Dr Joanna Silver discusses body dysmorphic disorder (BDD) on Psych Central.com

Dr Joanna Silver, therapist and counselling psychologist at Nightingale Hospital, spoke to Psych Central this week in a new article on body dysmorphic disorder (BDD).

Body dysmorphic disorder (BDD) is an anxiety disorder linked to body image.  Sufferers of BDD will spend an obsessional amount of time worrying about one or more perceived flaws in their physical appearance. Often, these ‘flaws’ can be minor and not usually recognised by others.

When someone has BDD, they will intensely focus on appearance and body image. This can lead to constantly checking themselves in the mirror, seeking reassurance from others or grooming themselves. These obsessional behaviours can often occupy many hours each day in the lives of sufferers.  As a result, BDD can cause severe emotional distress and impact someone’s ability to carry out day-to-day responsibilities. 
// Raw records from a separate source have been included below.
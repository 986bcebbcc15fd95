//! Invocation metadata: the serialized context map and the in-process side table.

use std::collections::HashMap;

/// Outbound/inbound metadata that travels in frame headers.
pub type InvocationContext = HashMap<String, String>;

/// Metadata keys with engine-defined meaning.
pub mod keys {
    /// Distributed trace id, generated at call start when absent.
    pub const TRACE_ID: &str = "X-B3-TraceId";
    /// Microservice name of the caller, stamped on consumer creation.
    pub const SOURCE_MICROSERVICE: &str = "x-tramline-src-microservice";
    /// Processing time already spent upstream, decimal nanoseconds.
    pub const ELAPSED_NANOS: &str = "x-tramline-elapsed-nanos";
    /// Wall-clock start of the first hop, decimal Unix millis.
    pub const START_MILLIS: &str = "x-tramline-start-millis";
}

/// Version of the [`LocalKey`] set. Bumped whenever a key is added or its
/// value type changes.
pub const LOCAL_CONTEXT_VERSION: u32 = 1;

/// Closed set of keys for cross-stage signals that never leave the process.
///
/// | key | value | writer |
/// |---|---|---|
/// | `TimedOut` | `Flag` | timeout guard, once |
/// | `UpstreamElapsedNanos` | `Nanos` | timeout strategy at start |
/// | `InheritedElapsedNanos` | `Nanos` | factory, for nested consumer calls |
/// | `InheritedStartMillis` | `Nanos` | factory, for nested consumer calls |
/// | `RequestUri` | `Text` | front end, for failure logs |
#[derive(Debug, Clone, Copy, PartialEq, Eq, Hash)]
pub enum LocalKey {
    TimedOut,
    UpstreamElapsedNanos,
    InheritedElapsedNanos,
    InheritedStartMillis,
    RequestUri,
}

/// Value stored under a [`LocalKey`].
#[derive(Debug, Clone, PartialEq, Eq)]
pub enum LocalValue {
    Flag(bool),
    Nanos(u64),
    Text(String),
}

/// Per-invocation side table keyed by [`LocalKey`].
#[derive(Debug, Clone, Default)]
pub struct LocalContext {
    entries: HashMap<LocalKey, LocalValue>,
}

impl LocalContext {
    #[must_use]
    pub fn new() -> Self {
        Self::default()
    }

    pub fn insert(&mut self, key: LocalKey, value: LocalValue) -> Option<LocalValue> {
        self.entries.insert(key, value)
    }

    #[must_use]
    pub fn get(&self, key: LocalKey) -> Option<&LocalValue> {
        self.entries.get(&key)
    }

    pub fn remove(&mut self, key: LocalKey) -> Option<LocalValue> {
        self.entries.remove(&key)
    }

    #[must_use]
    pub fn flag(&self, key: LocalKey) -> bool {
        matches!(self.entries.get(&key), Some(LocalValue::Flag(true)))
    }

    #[must_use]
    pub fn nanos(&self, key: LocalKey) -> Option<u64> {
        match self.entries.get(&key) {
            Some(LocalValue::Nanos(n)) => Some(*n),
            _ => None,
        }
    }

    #[must_use]
    pub fn text(&self, key: LocalKey) -> Option<&str> {
        match self.entries.get(&key) {
            Some(LocalValue::Text(s)) => Some(s),
            _ => None,
        }
    }

    /// Whether the timeout guard already raised for this invocation.
    #[must_use]
    pub fn is_timed_out(&self) -> bool {
        self.flag(LocalKey::TimedOut)
    }

    pub fn mark_timed_out(&mut self) {
        self.insert(LocalKey::TimedOut, LocalValue::Flag(true));
    }
}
“People with BDD have a belief that they have a perceived ‘flaw’ that makes them very ugly,” explains Dr Joanna Silver.

“They will spend a lot of time thinking about this flaw, and it will impact their life significantly.”
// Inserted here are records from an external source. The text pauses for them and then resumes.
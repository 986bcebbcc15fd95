//! Consumer-side transport over pooled TCP connections.

use std::sync::Arc;

use async_trait::async_trait;
use tramline_core::{Invocation, InvocationError, NanoClock, Response};

use super::codec::{decode_response, encode_request, merge_response_context};
use super::error::TransportError;
use super::pool::ClientPoolManager;
use super::sweeper::TimeoutSweeper;
use crate::config::ClientConfig;
use crate::service::Transport;

/// Where an outbound call went on the wire, attached to the invocation as its
/// transport context.
#[derive(Debug, Clone, PartialEq, Eq)]
pub struct WireCallInfo {
    pub address: String,
    pub msg_id: u64,
}

/// [`Transport`] sending invocations as REQUEST frames.
pub struct WireClient {
    pools: Arc<ClientPoolManager>,
    sweeper: parking_lot::Mutex<Option<TimeoutSweeper>>,
}

impl WireClient {
    /// Creates the pools and starts the request timeout sweeper. Must be called
    /// inside a tokio runtime.
    #[must_use]
    pub fn start(config: ClientConfig, clock: Arc<dyn NanoClock>) -> Self {
        let interval = config.sweep_interval;
        let timeout = config.request_timeout;
        let pools = Arc::new(ClientPoolManager::new(config, clock));
        let sweeper = TimeoutSweeper::start(Arc::clone(&pools), interval, timeout);
        Self {
            pools,
            sweeper: parking_lot::Mutex::new(Some(sweeper)),
        }
    }

    #[must_use]
    pub fn pools(&self) -> &Arc<ClientPoolManager> {
        &self.pools
    }

    /// Stops the sweeper and closes every pooled connection. Pending requests
    /// fail with a disconnect.
    pub async fn shutdown(&self) {
        let sweeper = self.sweeper.lock().take();
        if let Some(mut sweeper) = sweeper {
            sweeper.stop().await;
        }
        self.pools.close();
    }

    async fn exchange(&self, invocation: &mut Invocation) -> Result<Response, TransportError> {
        let Some(endpoint) = invocation.endpoint().cloned() else {
            return Ok(Response::failure(InvocationError::consumer_fail(
                "invocation has no endpoint",
            )));
        };

        invocation.trace_mut().start_get_connection();
        let conn = self.pools.find_or_create(&endpoint).await;
        invocation.trace_mut().finish_get_connection();
        let conn = conn?;

        invocation.trace_mut().start_send();
        let (header, body) = encode_request(invocation, conn.format())?;
        let pending = conn.send(header, body).await?;
        // Stamped once the frame is queued for the writer task.
        invocation.trace_mut().finish_write_to_buffer();
        invocation.set_transport_context(WireCallInfo {
            address: endpoint.address.clone(),
            msg_id: pending.msg_id(),
        });

        let frame = pending.wait().await?;
        invocation
            .trace_mut()
            .finish_receive_response_at(frame.received_at);

        invocation.trace_mut().start_filters_response();
        let response = decode_response(&frame.header, &frame.body);
        merge_response_context(invocation, &frame.header);
        invocation.trace_mut().finish_filters_response();
        Ok(response?)
    }
}

#[async_trait]
impl Transport for WireClient {
    fn name(&self) -> &'static str {
        "tramline"
    }

    async fn send(&self, invocation: &mut Invocation) -> Response {
        match self.exchange(invocation).await {
            Ok(response) => response,
            Err(err) => {
                tracing::debug!(
                    operation = %invocation.qualified_name(),
                    error = %err,
                    "wire call failed"
                );
                Response::failure(err.to_invocation_error())
            }
        }
    }
}

#[cfg(test)]
mod tests {
    use futures_util::{SinkExt, StreamExt};
    use http::StatusCode;
    use tokio::net::TcpListener;
    use tokio_util::codec::Framed;
    use tramline_core::wire::{decode_header, encode_header, RawFrame, RequestHeader, ResponseHeader};
    use tramline_core::{
        Endpoint, InvocationFactory, MonotonicClock, OperationMeta, OperationRef, ReferenceConfig,
    };

    use super::*;
    use crate::transport::framing::FrameCodec;

    fn invocation(endpoint: Endpoint) -> Invocation {
        let factory = InvocationFactory::new("caller", Arc::new(MonotonicClock));
        let meta = OperationMeta::new(OperationRef::new("orders", "Orders", "get"));
        let mut inv = factory.for_consumer(
            ReferenceConfig::new("app", "orders", "0+"),
            Arc::new(meta),
            Vec::new(),
        );
        let now = inv.trace().now();
        inv.on_start(now);
        inv.set_endpoint(endpoint);
        inv
    }

    #[tokio::test]
    async fn reply_is_decoded_and_stages_stamped() {
        let listener = TcpListener::bind("127.0.0.1:0").await.unwrap();
        let port = listener.local_addr().unwrap().port();
        tokio::spawn(async move {
            let (socket, _) = listener.accept().await.unwrap();
            let mut framed = Framed::new(socket, FrameCodec);
            while let Some(Ok(frame)) = framed.next().await {
                let request: RequestHeader = decode_header(&frame.header).unwrap();
                let header = ResponseHeader::response(409, request.operation_name);
                let reply = RawFrame::new(frame.msg_id, encode_header(&header).unwrap(), Vec::new());
                framed.send(reply).await.unwrap();
            }
        });

        let client = WireClient::start(ClientConfig::default(), Arc::new(MonotonicClock));
        let mut inv = invocation(Endpoint::new(format!("127.0.0.1:{port}"), false));
        let response = client.send(&mut inv).await;
        let err = response.error().unwrap();
        assert_eq!(err.status, StatusCode::CONFLICT);
        assert_eq!(err.message, "get");
        let info = inv.transport_context::<WireCallInfo>().unwrap();
        assert_eq!(info.msg_id, 1);
        assert!(inv.trace().calc_get_connection() >= 0.0);
        assert!(inv.trace().calc_wait() >= 0.0);
        client.shutdown().await;
    }

    #[tokio::test]
    async fn unreachable_endpoint_is_consumer_failure() {
        let listener = TcpListener::bind("127.0.0.1:0").await.unwrap();
        let port = listener.local_addr().unwrap().port();
        drop(listener);

        let client = WireClient::start(ClientConfig::default(), Arc::new(MonotonicClock));
        let mut inv = invocation(Endpoint::new(format!("127.0.0.1:{port}"), false));
        let response = client.send(&mut inv).await;
        assert_eq!(
            response.error().unwrap().status,
            tramline_core::error::consumer_fail_status()
        );
        client.shutdown().await;
    }
}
Body dysmorphic disorder is different from an eating disorder, Dr Silver points out.

“People with eating disorders are largely concerned with their weight and shape, whereas people with BDD are fixated on their belief they are ‘ugly’ and ‘defective,’” Silver says. “There is some overlap, however, and some people present with both BDD and an eating disorder.” 

Signs someone has body dysmorphic disorder (BDD)
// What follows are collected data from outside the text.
//! Operation contract descriptors.
//!
//! An [`OperationMeta`] is what schema resolution hands back for a
//! (microservice, schema, operation) lookup: declared parameters, declared
//! error statuses, the executor that runs it and its timeout budget.

use std::collections::BTreeSet;

use http::StatusCode;

use crate::types::OperationRef;

/// Name of the inline executor that runs on the I/O runtime.
pub const REACTIVE_EXECUTOR: &str = "reactive";

/// Name of the executor used when an operation does not configure one.
pub const DEFAULT_EXECUTOR: &str = "default";

/// Contract of a single operation.
#[derive(Debug, Clone, PartialEq, Eq)]
pub struct OperationMeta {
    op_ref: OperationRef,
    params: Vec<String>,
    declared_errors: BTreeSet<u16>,
    executor: String,
    timeout_nanos: i64,
}

impl OperationMeta {
    /// Creates a contract with no parameters, the default executor and the
    /// timeout guard disabled.
    #[must_use]
    pub fn new(op_ref: OperationRef) -> Self {
        Self {
            op_ref,
            params: Vec::new(),
            declared_errors: BTreeSet::new(),
            executor: DEFAULT_EXECUTOR.to_string(),
            timeout_nanos: 0,
        }
    }

    /// Declares positional parameter names, in call order.
    #[must_use]
    pub fn with_params<I, S>(mut self, params: I) -> Self
    where
        I: IntoIterator<Item = S>,
        S: Into<String>,
    {
        self.params = params.into_iter().map(Into::into).collect();
        self
    }

    /// Declares a failure status whose error payload is part of the contract.
    #[must_use]
    pub fn with_declared_error(mut self, status: StatusCode) -> Self {
        self.declared_errors.insert(status.as_u16());
        self
    }

    #[must_use]
    pub fn with_executor(mut self, executor: impl Into<String>) -> Self {
        self.executor = executor.into();
        self
    }

    /// Sets the timeout budget in nanoseconds. `<= 0` disables the guard.
    #[must_use]
    pub fn with_timeout_nanos(mut self, nanos: i64) -> Self {
        self.timeout_nanos = nanos;
        self
    }

    #[must_use]
    pub fn op_ref(&self) -> &OperationRef {
        &self.op_ref
    }

    #[must_use]
    pub fn params(&self) -> &[String] {
        &self.params
    }

    #[must_use]
    pub fn executor(&self) -> &str {
        &self.executor
    }

    #[must_use]
    pub fn timeout_nanos(&self) -> i64 {
        self.timeout_nanos
    }

    #[must_use]
    pub fn declares_error(&self, status: StatusCode) -> bool {
        self.declared_errors.contains(&status.as_u16())
    }

    /// `microservice.schema.operation`, used in logs.
    #[must_use]
    pub fn qualified_name(&self) -> String {
        self.op_ref.to_string()
    }
}

#[cfg(test)]
mod tests {
    use super::*;

    #[test]
    fn defaults_disable_timeout() {
        let meta = OperationMeta::new(OperationRef::new("svc", "Schema", "op"));
        assert_eq!(meta.timeout_nanos(), 0);
        assert_eq!(meta.executor(), DEFAULT_EXECUTOR);
        assert!(meta.params().is_empty());
    }

    #[test]
    fn builder_sets_fields() {
        let meta = OperationMeta::new(OperationRef::new("svc", "Schema", "op"))
            .with_params(["a", "b"])
            .with_executor(REACTIVE_EXECUTOR)
            .with_timeout_nanos(5_000)
            .with_declared_error(StatusCode::BAD_REQUEST);
        assert_eq!(meta.params(), ["a", "b"]);
        assert_eq!(meta.executor(), REACTIVE_EXECUTOR);
        assert_eq!(meta.timeout_nanos(), 5_000);
        assert!(meta.declares_error(StatusCode::BAD_REQUEST));
        assert!(!meta.declares_error(StatusCode::CONFLICT));
        assert_eq!(meta.qualified_name(), "svc.Schema.op");
    }
}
  • They start wearing more makeup. “Those with BDD often try to hide their defect in various ways, including camouflaging their appearance — for example, by wearing lots of makeup or clothing,” says Dr Silver.
  • They either start actively seeking out or avoiding mirrors and reflective surfaces. “People with BDD often have a difficult relationship with mirrors,” says Dr Silver. You might notice them spending a lot more time in front of one or avoiding reflective surfaces so they don’t have to see themselves.
  • They suddenly begin talking about having plastic surgery. People experiencing BDD feel driven to “fix” their concerns. In some instances, this can extend to researching and undergoing plastic surgery procedures.
  • They repeatedly ask you how they look. Silver explains, “People with BDD may compare their appearance to others and constantly ask for reassurance about how they are looking.”
  • They become withdrawn. Many people with BDD feel too self-conscious or fearful of being judged to go out in public. As a result, they may actively avoid social situations and may become depressed.

How do I help someone who has body dysmorphic disorder (BDD)?

  • Comfort but don’t reassure. Dr Silver explains that reassuring someone with BDD may inadvertently perpetuate their obsession. Instead, she advises on validating the way they are feeling and trying to soothe their distress, “without getting into conversations about whether their appearance is flawed or trying to reassure or reason with them,” suggests Silver.
  • Listen without judgement. “Often people with BDD are very ashamed of the way they feel, so listening to them in a non-judgmental way can be very helpful,” Silver says. “Even if they do not want to always talk, just knowing you’re available to listen to them can be very comforting.”
  • Encourage them to seek professional support. “People with BDD can really benefit from professional treatment, such as cognitive-behavioural therapy, which challenges their thoughts and behaviours,” Silver says.
  • Be patient with them. Although someone can recover from BDD, it’s likely to be a process that will not happen overnight. “If your loved one is trying to challenge their beliefs and behaviours, it can be helpful to encourage small successes and not expect them to challenge too much too soon,” says Silver.